— STUDY MATERIAL —
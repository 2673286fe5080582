//! Structural validation of reports before they leave the process.

use jsonschema::Validator;
use serde_json::Value;
use tracing::warn;

use attest_contracts::{
    error::{AttestError, AttestResult},
    report::VerificationReport,
};

/// The bundled JSON Schema for `VerificationReport`.
pub const REPORT_SCHEMA: &str = include_str!("../schema/verification-report.schema.json");

/// A compiled report schema.
pub struct ReportSchema {
    validator: Validator,
}

impl ReportSchema {
    /// Compile the bundled schema.
    pub fn bundled() -> AttestResult<Self> {
        Self::from_json(REPORT_SCHEMA)
    }

    /// Compile a schema from its JSON text.
    ///
    /// Returns `AttestError::ConfigError` if the text is not JSON or not a
    /// valid schema.
    pub fn from_json(schema: &str) -> AttestResult<Self> {
        let schema: Value = serde_json::from_str(schema).map_err(|e| AttestError::ConfigError {
            reason: format!("report schema is not valid JSON: {}", e),
        })?;
        let validator = jsonschema::validator_for(&schema).map_err(|e| AttestError::ConfigError {
            reason: format!("report schema does not compile: {}", e),
        })?;
        Ok(Self { validator })
    }

    /// Check `report` against the schema.
    ///
    /// Every violation is collected into one `SchemaValidation` error.
    pub fn validate(&self, report: &VerificationReport) -> AttestResult<()> {
        let instance = serde_json::to_value(report).map_err(|e| AttestError::SchemaValidation {
            reason: format!("report does not serialise: {}", e),
        })?;

        let violations: Vec<String> = self
            .validator
            .iter_errors(&instance)
            .map(|error| format!("at '{}': {}", error.instance_path, error))
            .collect();

        if violations.is_empty() {
            return Ok(());
        }
        warn!(
            dataset_hash = %report.dataset_hash,
            violations = violations.len(),
            "report failed schema validation"
        );
        Err(AttestError::SchemaValidation { reason: violations.join("; ") })
    }
}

— TASK INSTRUCTIONS —
Please copy exactly the lines from the one that contains "return Ok(());" up to and including the final line of the listing above.

— ANSWER SPACE —
            return Ok(());
        }
        warn!(
            dataset_hash = %report.dataset_hash,
            violations = violations.len(),
            "report failed schema validation"
        );
        Err(AttestError::SchemaValidation { reason: violations.join("; ") })
    }
}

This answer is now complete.